These document management systems allow users to check out a
document if they are going to revise it, add comments to it, etc.
In these conventional types of document management systems, only
one user at a time can check out a document and make changes to it.
Therefore, multiple versions of the same document are not being
revised at the same time and only the most current version of the
document can be revised. This type of checkout system can be
inefficient and requires a remote platform to operate.
[0005] Problems arise when there is no version control of a
document. When documents are emailed to users and revisions are
made on multiple users' local machines, conventional systems or
platforms have no way to keep track of who is revising a document
and when it is being revised. Therefore, multiple users may be
making changes to the same document at the same time, thus creating
two different versions of an original document. When this happens,
there is no "master" document, and it is difficult to know if all
of the revisions to the document from all of the users are being
incorporated into one "master" document. Because of this, some
changes to the document may not be incorporated into the final
version of the document, which may result in critical information
missing from the document, frustration of the contributing parties,
and a generally lower quality work product. Currently, the only way
to remedy this problem is to manually look through each version of
the document and make sure all changes to the document are
incorporated into the final version of the document. This manual
process is extremely time consuming and inefficient. Alternatively,
document comparisons of difference versions can provide some
insight into differences in documents, but often fails entirely or
is incomplete in identifying a full scope of changes that are
substantial and complex in multiple document versions.

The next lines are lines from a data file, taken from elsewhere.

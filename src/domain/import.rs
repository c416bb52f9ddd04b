// ==========================================
// 排班导入系统 - 导入报告领域模型
// ==========================================
// 红线: total_rows == success_count + diagnostics.len()
// 红线: 报告构造后即为终态，只追加进历史，不修改不删除
// ==========================================

use crate::domain::schedule::ScheduleRecord;
use chrono::{DateTime, Utc};
use serde::{Deserialize, Serialize};
use std::fmt;

// ==========================================
// ImportReport - 导入报告
// ==========================================
// 字段私有: 计数由构造函数从记录/诊断推导，外部无法破坏不变量
#[derive(Debug, Clone, PartialEq, Eq, Serialize, Deserialize)]
#[serde(rename_all = "camelCase", try_from = "RawImportReport")]
pub struct ImportReport {
    id: String,
    source_name: String,
    imported_at: DateTime<Utc>,
    total_rows: usize,
    success_count: usize,
    diagnostics: Vec<String>,
    records: Vec<ScheduleRecord>,
}

impl ImportReport {
    /// 由记录与诊断构造报告（计数自动推导）
    pub fn new(
        id: impl Into<String>,
        source_name: impl Into<String>,
        imported_at: DateTime<Utc>,
        records: Vec<ScheduleRecord>,
        diagnostics: Vec<String>,
    ) -> Self {
        Self {
            id: id.into(),
            source_name: source_name.into(),
            imported_at,
            total_rows: records.len() + diagnostics.len(),
            success_count: records.len(),
            diagnostics,
            records,
        }
    }

    pub fn id(&self) -> &str {
        &self.id
    }

    pub fn source_name(&self) -> &str {
        &self.source_name
    }

    pub fn imported_at(&self) -> DateTime<Utc> {
        self.imported_at
    }

    pub fn total_rows(&self) -> usize {
        self.total_rows
    }

    pub fn success_count(&self) -> usize {
        self.success_count
    }

    pub fn failure_count(&self) -> usize {
        self.diagnostics.len()
    }

    pub fn diagnostics(&self) -> &[String] {
        &self.diagnostics
    }

    pub fn records(&self) -> &[ScheduleRecord] {
        &self.records
    }

    /// 是否存在被拒绝的行
    pub fn has_diagnostics(&self) -> bool {
        !self.diagnostics.is_empty()
    }

    /// 导出审计文档（纯读取，无独立逻辑）
    pub fn to_export(&self) -> ImportReportExport {
        ImportReportExport {
            file_name: self.source_name.clone(),
            import_date: self.imported_at,
            summary: ExportSummary {
                total_records: self.total_rows,
                successful: self.success_count,
                errors: self.diagnostics.len(),
            },
            schedules: self.records.clone(),
            errors: self.diagnostics.clone(),
        }
    }

    /// 审计文档下载文件名: reporte_<来源名>_<毫秒时间戳>.json
    pub fn export_file_name(&self, now: DateTime<Utc>) -> String {
        format!("reporte_{}_{}.json", self.source_name, now.timestamp_millis())
    }
}

// 反序列化中间结构（从历史库读取时校验不变量）
#[derive(Deserialize)]
#[serde(rename_all = "camelCase")]
struct RawImportReport {
    id: String,
    source_name: String,
    imported_at: DateTime<Utc>,
    total_rows: usize,
    success_count: usize,
    diagnostics: Vec<String>,
    records: Vec<ScheduleRecord>,
}

/// 历史报告不满足不变量
#[derive(Debug, Clone, PartialEq, Eq)]
pub enum InvalidReport {
    /// 计数与内容不一致
    CountMismatch {
        total_rows: usize,
        success_count: usize,
        records: usize,
        diagnostics: usize,
    },
    /// 记录未满足行校验条件
    UnvalidatedRecord { record_id: String },
}

impl fmt::Display for InvalidReport {
    fn fmt(&self, f: &mut fmt::Formatter<'_>) -> fmt::Result {
        match self {
            InvalidReport::CountMismatch {
                total_rows,
                success_count,
                records,
                diagnostics,
            } => write!(
                f,
                "导入报告计数不一致: total_rows={}, success_count={}, records={}, diagnostics={}",
                total_rows, success_count, records, diagnostics
            ),
            InvalidReport::UnvalidatedRecord { record_id } => {
                write!(f, "导入报告包含必填字段为空的记录: id={}", record_id)
            }
        }
    }
}

impl TryFrom<RawImportReport> for ImportReport {
    type Error = InvalidReport;

    fn try_from(raw: RawImportReport) -> Result<Self, Self::Error> {
        if raw.success_count != raw.records.len()
            || raw.total_rows != raw.records.len() + raw.diagnostics.len()
        {
            return Err(InvalidReport::CountMismatch {
                total_rows: raw.total_rows,
                success_count: raw.success_count,
                records: raw.records.len(),
                diagnostics: raw.diagnostics.len(),
            });
        }

        if let Some(bad) = raw.records.iter().find(|r| !r.has_required_fields()) {
            return Err(InvalidReport::UnvalidatedRecord {
                record_id: bad.id.clone(),
            });
        }

        Ok(ImportReport::new(
            raw.id,
            raw.source_name,
            raw.imported_at,
            raw.records,
            raw.diagnostics,
        ))
    }
}

// ==========================================
// ImportReportExport - 审计导出文档
// ==========================================
#[derive(Debug, Clone, Serialize, Deserialize)]
#[serde(rename_all = "camelCase")]
pub struct ImportReportExport {
    pub file_name: String,
    pub import_date: DateTime<Utc>,
    pub summary: ExportSummary,
    pub schedules: Vec<ScheduleRecord>,
    pub errors: Vec<String>,
}

#[derive(Debug, Clone, Copy, PartialEq, Eq, Serialize, Deserialize)]
#[serde(rename_all = "camelCase")]
pub struct ExportSummary {
    pub total_records: usize,
    pub successful: usize,
    pub errors: usize,
}

// ==========================================
// ImportHistorySummary - 导入历史汇总
// ==========================================
#[derive(Debug, Clone, Copy, Default, PartialEq, Eq, Serialize, Deserialize)]
#[serde(rename_all = "camelCase")]
pub struct ImportHistorySummary {
    pub total_imports: usize,    // 导入次数
    pub imported_records: usize, // 累计成功记录
    pub error_count: usize,      // 累计诊断条数
}
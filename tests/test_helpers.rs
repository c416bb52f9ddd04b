// ==========================================
// 测试辅助函数
// ==========================================
// 职责: 提供测试所需的数据库初始化、CSV 文件、负责人集合等
// ==========================================

#![allow(dead_code)]

use rusqlite::{params, Connection};
use schedule_sync::db::init_schema;
use schedule_sync::domain::{Owner, ScheduleRecord, ScheduleStatus};
use schedule_sync::importer::{
    FilePayloadSource, FixedDemoRecords, ImportAggregator, LineParser, RowValidatorImpl,
    ScheduleImporterImpl,
};
use std::error::Error;
use std::path::PathBuf;
use tempfile::{NamedTempFile, TempDir};

/// 标准 6 列表头
pub const HEADER: &str = "ownerId,date,startTime,endTime,activity,status";

/// 创建临时测试数据库并初始化 schema
///
/// # 返回
/// - NamedTempFile: 临时数据库文件（需要保持存活）
/// - String: 数据库文件路径
pub fn create_test_db() -> Result<(NamedTempFile, String), Box<dyn Error>> {
    let temp_file = NamedTempFile::new()?;
    let db_path = temp_file
        .path()
        .to_str()
        .ok_or("临时文件路径不是 UTF-8")?
        .to_string();

    let conn = Connection::open(&db_path)?;
    init_schema(&conn)?;

    Ok((temp_file, db_path))
}

/// 写入全局配置
pub fn insert_test_config(conn: &Connection, key: &str, value: &str) -> Result<(), Box<dyn Error>> {
    conn.execute(
        "INSERT OR REPLACE INTO config_kv (scope_id, key, value) VALUES ('global', ?1, ?2)",
        params![key, value],
    )?;
    Ok(())
}

/// 在临时目录中写入 CSV 文件
pub fn write_csv(dir: &TempDir, name: &str, content: &str) -> PathBuf {
    let path = dir.path().join(name);
    std::fs::write(&path, content).expect("写入测试 CSV 失败");
    path
}

/// 拼接表头与数据行
pub fn csv_with_rows(rows: &[&str]) -> String {
    let mut text = String::from(HEADER);
    for row in rows {
        text.push('\n');
        text.push_str(row);
    }
    text.push('\n');
    text
}

/// 默认配置的导入器
pub fn create_test_importer() -> ScheduleImporterImpl<FilePayloadSource> {
    ScheduleImporterImpl::new(
        FilePayloadSource::default(),
        LineParser::default(),
        ImportAggregator::new(Box::new(RowValidatorImpl)),
        Box::new(FixedDemoRecords::default()),
    )
}

pub fn schedule(id: &str, owner_id: &str, status: ScheduleStatus) -> ScheduleRecord {
    ScheduleRecord {
        id: id.to_string(),
        owner_id: owner_id.to_string(),
        date: "2025-01-08".to_string(),
        start_time: "09:00".to_string(),
        end_time: "17:00".to_string(),
        activity: format!("Actividad {}", id),
        status,
    }
}

/// 负责人 A（含两条已有排班）
pub fn owner_a() -> Owner {
    Owner::new("A", "Ana Torres", "ana@empresa.com", "Desarrollo").with_schedules(vec![
        schedule("a1", "A", ScheduleStatus::Active),
        schedule("a2", "A", ScheduleStatus::Pending),
    ])
}
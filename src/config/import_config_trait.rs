// ==========================================
// 排班导入系统 - 导入配置读取 Trait
// ==========================================
// 职责: 定义导入模块所需的配置读取接口（不包含实现）
// 红线: 不包含配置写入、不包含业务逻辑
// ==========================================

use crate::importer::error::ImportResult;
use async_trait::async_trait;

// ==========================================
// ImportConfigReader Trait
// ==========================================
// 用途: 导入模块所需的配置读取接口
// 实现者: ConfigManager（从 config_kv 表读取）、DefaultImportConfig（内置默认值）
#[async_trait]
pub trait ImportConfigReader: Send + Sync {
    /// 获取允许导入的文件扩展名
    ///
    /// # 返回
    /// - Vec<String>: 小写扩展名列表（不含点）
    ///
    /// # 默认值
    /// - ["csv"]
    async fn get_allowed_extensions(&self) -> ImportResult<Vec<String>>;

    /// 获取单个文件大小上限（字节）
    ///
    /// # 默认值
    /// - 5242880（5 MiB）
    async fn get_max_payload_bytes(&self) -> ImportResult<u64>;

    /// 获取演示同步的来源名
    ///
    /// # 默认值
    /// - "horarios_demo.csv"
    async fn get_demo_source_name(&self) -> ImportResult<String>;

    /// 获取界面语言
    ///
    /// # 默认值
    /// - "es"
    async fn get_ui_locale(&self) -> ImportResult<String>;
}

[0006] The art would benefit from a clear, efficient, and accurate
document comparison technique.
BRIEF DESCRIPTION OF THE DRAWINGS
[0007] FIG. 1 shows an example process of how documents are
compared in a system.
[0008] FIG. 2 shows an example process used to group documents into
similarity groups.
[0009] FIG. 3 shows an example process to determine a similarity
group for a text-based document.
[0010] FIG. 4 shows an example process used to assign a similarity
group based on a file name.
[0011] FIG. 5 shows an example process used to retrieve a
document's lineage.
DETAILED DESCRIPTION
[0012] Users would benefit by a solution that made it easy to see
all the versions of a document, organized in such a way that made
it clear which version had the most recent changes. This would save
the user time and reduce mistakes by ensuring the right version was
updated, shared, or archived. The present disclosure makes it
possible to leverage document analysis to present the user with a
tool that makes it easy to find documents within their mailbox,
local computer, or network location to see the relationship between
various versions of a document, and determine what changes have
been made between each version of the document.
[0013] In the disclosed systems, devices and methods, such a
collection of similar documents is referred to as a "lineage." A
lineage for a document includes all of the versions of a particular
document. The different versions of the document can include edits
and comments from others that were received via email and different
file names or formats for the different versions of the
document.
[0014] In order to track these lineages, the disclosed system
creates a new piece of metadata for each document, which is called
its "similarity group." Each document that belongs to the same
lineage has the same similarity group identification. The main
action of the system is to classify documents into these similarity
groups, and then use that analysis to present lineage
information.
[0015] Determining if a document belongs to a particular similarity
group can be accomplished using multiple strategies depending on
the type of the file. First, changes made to a file name can be
detected by comparing both file names and determining if there is
some number of characters in common. For example, a title
comparison of two documents different by its prefix or suffix, such
as when a user adds "V2" to indicate a "version two" or "Johns
changes" to indicate the user that made the changes to the
document. Alternatively, some document formats (for example,
Microsoft Office.RTM. documents) have properties embedded in the
file that contain the document title, original author, etc. that
may be used to determine if multiple documents are the same or
likely to be the same but have different file name(s). For example,
a Microsoft Office documents have a title property for documents.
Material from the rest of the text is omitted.